Banish burger blahs by tucking savory surprises inside patties

The Columbian
Published: June 20, 2011, 5:00pm
2 Photos
Ingredients such as cheeses, sauce and onions can fill your burger will extra taste.
Ingredients such as cheeses, sauce and onions can fill your burger will extra taste. Photo Gallery

Before you toss the usual burgers on the grill this summer. Before you endure the usual groans from bored burger eaters among family and friends. Do this: Stuff it.

Yep, surprise those blasé about burgers, and up your grilling game by tucking a chunk of cheese, a spoonful of sauteed mushrooms or some chopped, grilled red pepper — and more — inside a burger patty before grilling.

The lowdown on stuffings — a few from Sam Zien:

o Pesto, goat cheese: “Beautiful inside lamb, great inside beef.”

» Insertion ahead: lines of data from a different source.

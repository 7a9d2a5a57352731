//! OAuth2-style bearer token with lazy refresh

use chrono::Utc;
use reqwest::{Method, StatusCode};
use serde::Deserialize;
use std::fmt;
use std::sync::Arc;
use tokio::sync::Mutex;
use url::Url;
use crate::api::{Body, RetryClient};
use crate::error::Result;
use super::Credentials;

#[derive(Deserialize, Debug)]
struct TokenResponse {
    access_token: String,
    #[serde(default)]
    refresh_token: Option<String>,
    expires_in: i64,
}

#[derive(Default)]
struct TokenState {
    access_token: Option<String>,
    refresh_token: Option<String>,
    /// Absolute expiry, epoch seconds
    expiration_time: Option<i64>,
}

impl TokenState {
    fn is_expired(&self) -> bool {
        match self.expiration_time {
            Some(expiration) => Utc::now().timestamp() > expiration,
            None => true,
        }
    }
}

/// Bearer token handler
///
/// Clones share the same token state, so one refresh serves every
/// clone of the session. The state lock is held for the whole exchange,
/// which keeps concurrent callers from refreshing twice.
#[derive(Clone)]
pub struct OAuthToken {
    url: Url,
    credentials: Credentials,
    http: RetryClient,
    state: Arc<Mutex<TokenState>>,
}

impl fmt::Debug for OAuthToken {
    fn fmt(&self, f: &mut fmt::Formatter<'_>) -> fmt::Result {
        f.debug_struct("OAuthToken")
            .field("url", &self.url.as_str())
            .field("credentials", &self.credentials)
            .finish()
    }
}

impl OAuthToken {
    /// Creates an empty token bound to the token service at `url`
    ///
    /// No request is made until the first call to [`OAuthToken::access_token`].
    pub fn new(url: &str, credentials: Credentials, http: RetryClient) -> Result<Self> {
        Ok(Self {
            url: Url::parse(url)?,
            credentials,
            http,
            state: Arc::new(Mutex::new(TokenState::default())),
        })
    }

    /// True if no token was obtained yet or its lifetime has passed
    pub async fn is_expired(&self) -> bool {
        self.state.lock().await.is_expired()
    }

    /// Returns a valid access token, exchanging credentials if needed
    pub async fn access_token(&self) -> Result<String> {
        let mut state = self.state.lock().await;
        if state.is_expired() {
            log::debug!("Token expired or invalid. Requesting a new one.");
            self.set_token(&mut state).await?;
        }
        // set_token always stores an access token on success
        Ok(state.access_token.clone().unwrap_or_default())
    }

    /// Forces the next access to repeat the exchange
    pub async fn invalidate(&self) {
        self.state.lock().await.expiration_time = None;
    }

    async fn set_token(&self, state: &mut TokenState) -> Result<()> {
        let response = match state.refresh_token.clone() {
            Some(refresh_token) => {
                let response = self.refresh_token(refresh_token).await?;
                if matches!(
                    response.status(),
                    StatusCode::FORBIDDEN | StatusCode::BAD_REQUEST
                ) {
                    log::debug!("Refresh token rejected, falling back to credentials");
                    self.get_token().await?
                } else {
                    response
                }
            }
            None => self.get_token().await?,
        };

        let response = RetryClient::check_status(response).await?;
        let data: TokenResponse = response.json().await?;

        state.access_token = Some(data.access_token);
        state.refresh_token = data.refresh_token;
        state.expiration_time = Some(Utc::now().timestamp() + data.expires_in);
        Ok(())
    }

    async fn get_token(&self) -> Result<reqwest::Response> {
        let url = self.url.join("gettoken")?;
        let body = Body::Json(serde_json::json!({
            "username": self.credentials.username,
            "password": self.credentials.password,
        }));
        self.http.send_raw(Method::POST, url.as_str(), None, &body).await
    }

    async fn refresh_token(&self, refresh_token: String) -> Result<reqwest::Response> {
        let url = self.url.join("refreshtoken")?;
        let body = Body::Form(vec![("refresh_token".to_string(), refresh_token)]);
        self.http.send_raw(Method::POST, url.as_str(), None, &body).await
    }
}

#[cfg(test)]
mod tests {
    use super::*;

    #[test]
    fn test_new_state_is_expired() {
        assert!(TokenState::default().is_expired());
    }

    #[test]
    fn test_state_expiry() {
        let mut state = TokenState::default();
        state.expiration_time = Some(Utc::now().timestamp() + 60);
        assert!(!state.is_expired());

        state.expiration_time = Some(Utc::now().timestamp() - 1);
        assert!(state.is_expired());
    }

    #[tokio::test]
    async fn test_invalidate() {
        let http = RetryClient::new(0, 0.0).unwrap();
        let credentials = Credentials::new("u", "p").unwrap();
        let token = OAuthToken::new("http://localhost/token/", credentials, http).unwrap();

        token.state.lock().await.expiration_time = Some(Utc::now().timestamp() + 60);
        assert!(!token.is_expired().await);

        token.invalidate().await;
        assert!(token.is_expired().await);
    }
}
//! Key management: register WebDAV credentials, list keys, delete the key

use anyhow::Context;
use eocanvas_rust_sdk::prelude::*;

fn env(name: &str) -> anyhow::Result<String> {
    std::env::var(name).with_context(|| format!("{} must be set", name))
}

#[tokio::main]
async fn main() -> anyhow::Result<()> {
    // Initialize logger
    env_logger::init();

    let api = Api::from_env().context("loading credentials from .hdarc")?;

    println!("=== Keys ===");
    for key in api.get_keys().await? {
        println!(
            "   {} ({}) owner={}",
            key.name,
            key.type_().map(|t| t.to_string()).unwrap_or_default(),
            key.owner.as_deref().unwrap_or("-")
        );
    }

    let config = WebDavKeyConfig::new(
        env("WEBDAV_ENDPOINT")?,
        env("WEBDAV_USERNAME")?,
        env("WEBDAV_PASSWORD")?,
    )?;

    let key = Key::with_config(&api, "demo_webdav", config)
        .description("Demo WebDAV share")
        .expire_seconds(600)
        .create()
        .await?;
    println!("\nCreated {}", key.uri());

    // A process writing its outputs to the share
    let process = Process::shearwater("Sindian", "2024-04-20", "2024-04-21")?.with_output(&key.name);
    println!("Output target: {}", serde_json::to_string(&process.prepare_inputs()?.outputs)?);

    key.delete().await?;
    println!("Deleted {}", key.name);

    Ok(())
}
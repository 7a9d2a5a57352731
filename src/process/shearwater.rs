//! Parametric area/date-range process inputs

use chrono::NaiveDate;
use serde::Serialize;
use crate::error::{Result, SdkError};

/// Process id of the ShearWater demonstrator
pub const SHEARWATER_PROCESS_ID: &str = "shearwater-demo";

/// Areas the ShearWater process is trained for
pub const VALID_AREAS: &[&str] = &["Sindian"];

/// Inputs of the ShearWater process, validated at construction
#[derive(Debug, Clone, PartialEq, Eq, Serialize)]
pub struct ShearWaterInputs {
    area: String,
    #[serde(rename = "startDay")]
    start_day: String,
    #[serde(rename = "endDay")]
    end_day: String,
}

fn check_date(field: &str, value: &str) -> Result<()> {
    NaiveDate::parse_from_str(value, "%Y-%m-%d").map_err(|_| {
        SdkError::Validation(format!("{} '{}' is not in YYYY-MM-DD format.", field, value))
    })?;
    Ok(())
}

impl ShearWaterInputs {
    pub fn new(
        area: impl Into<String>,
        start_day: impl Into<String>,
        end_day: impl Into<String>,
    ) -> Result<Self> {
        let area = area.into();
        let start_day = start_day.into();
        let end_day = end_day.into();

        if !VALID_AREAS.contains(&area.as_str()) {
            return Err(SdkError::Validation(format!(
                "Invalid area '{}'. Must be one of {:?}.",
                area, VALID_AREAS
            )));
        }
        check_date("start_day", &start_day)?;
        check_date("end_day", &end_day)?;

        Ok(Self {
            area,
            start_day,
            end_day,
        })
    }

    pub fn area(&self) -> &str {
        &self.area
    }

    pub fn start_day(&self) -> &str {
        &self.start_day
    }

    pub fn end_day(&self) -> &str {
        &self.end_day
    }
}

#[cfg(test)]
mod tests {
    use super::*;

    #[test]
    fn test_valid_inputs() {
        let inputs = ShearWaterInputs::new("Sindian", "1970-01-01", "1970-01-01").unwrap();
        assert_eq!(
            serde_json::to_value(&inputs).unwrap(),
            serde_json::json!({"area": "Sindian", "startDay": "1970-01-01", "endDay": "1970-01-01"})
        );
    }

    #[test]
    fn test_invalid_area() {
        let err = ShearWaterInputs::new("unknown", "1970-01-01", "1970-01-01").unwrap_err();
        assert!(err.to_string().contains("Invalid area 'unknown'"));
    }

    #[test]
    fn test_invalid_start_day() {
        let err = ShearWaterInputs::new("Sindian", "abc", "1970-01-01").unwrap_err();
        assert!(err.to_string().contains("start_day 'abc'"));
    }

    #[test]
    fn test_invalid_end_day() {
        let err = ShearWaterInputs::new("Sindian", "1970-01-01", "1970-13-01").unwrap_err();
        assert!(err.to_string().contains("end_day '1970-13-01'"));
    }
}
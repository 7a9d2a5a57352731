//! Lists jobs, shows the logs of the most recent one and waits for it

use eocanvas_rust_sdk::prelude::*;
use std::error::Error;
use std::time::Duration;

#[tokio::main]
async fn main() -> Result<(), Box<dyn Error>> {
    // Initialize logger
    env_logger::init();

    let api = Api::from_env()?;

    let jobs = api.get_jobs().await?;
    println!("=== {} jobs ===", jobs.len());
    for job in &jobs {
        println!("   {}", job);
    }

    let Some(job) = jobs.into_iter().next() else {
        return Ok(());
    };

    println!("\nLogs of {}:", job.job_id);
    for entry in job.logs().await? {
        println!("   [{}] {}", entry.timestamp, entry.message);
    }

    let config = RunnerConfig {
        initial_delay: Duration::from_secs(5),
        ..RunnerConfig::default()
    };
    let mut runner = JobRunner::with_config(job, config);
    match runner.run_with_timeout(None, Duration::from_secs(600)).await {
        Ok(report) => println!("\nDone after {} polls: {:?}", report.polls, report.downloaded),
        Err(SdkError::JobFailed { job_id }) => eprintln!("\nJob {} failed", job_id),
        Err(e) => eprintln!("\nError: {}", e),
    }

    Ok(())
}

o Sauteed red onion, barbecue sauce, American cheese torn into small pieces.

o Feta, red onion, fresh mint: Chop red onion and fresh mint. Mix with ground lamb, salt and pepper. Tuck chunk of feta in middle.

o Mushrooms: “Sauteed, with a little kosher salt, pepper and maybe a little vermouth or soy sauce at end.”

The lowdown on stuffings -- a few from Sam Zien:

o Pesto, goat cheese: "Beautiful inside lamb, great inside beef."

o Sauteed red onion, barbecue sauce, American cheese torn into small pieces.

o Feta, red onion, fresh mint: Chop red onion and fresh mint. Mix with ground lamb, salt and pepper. Tuck chunk of feta in middle.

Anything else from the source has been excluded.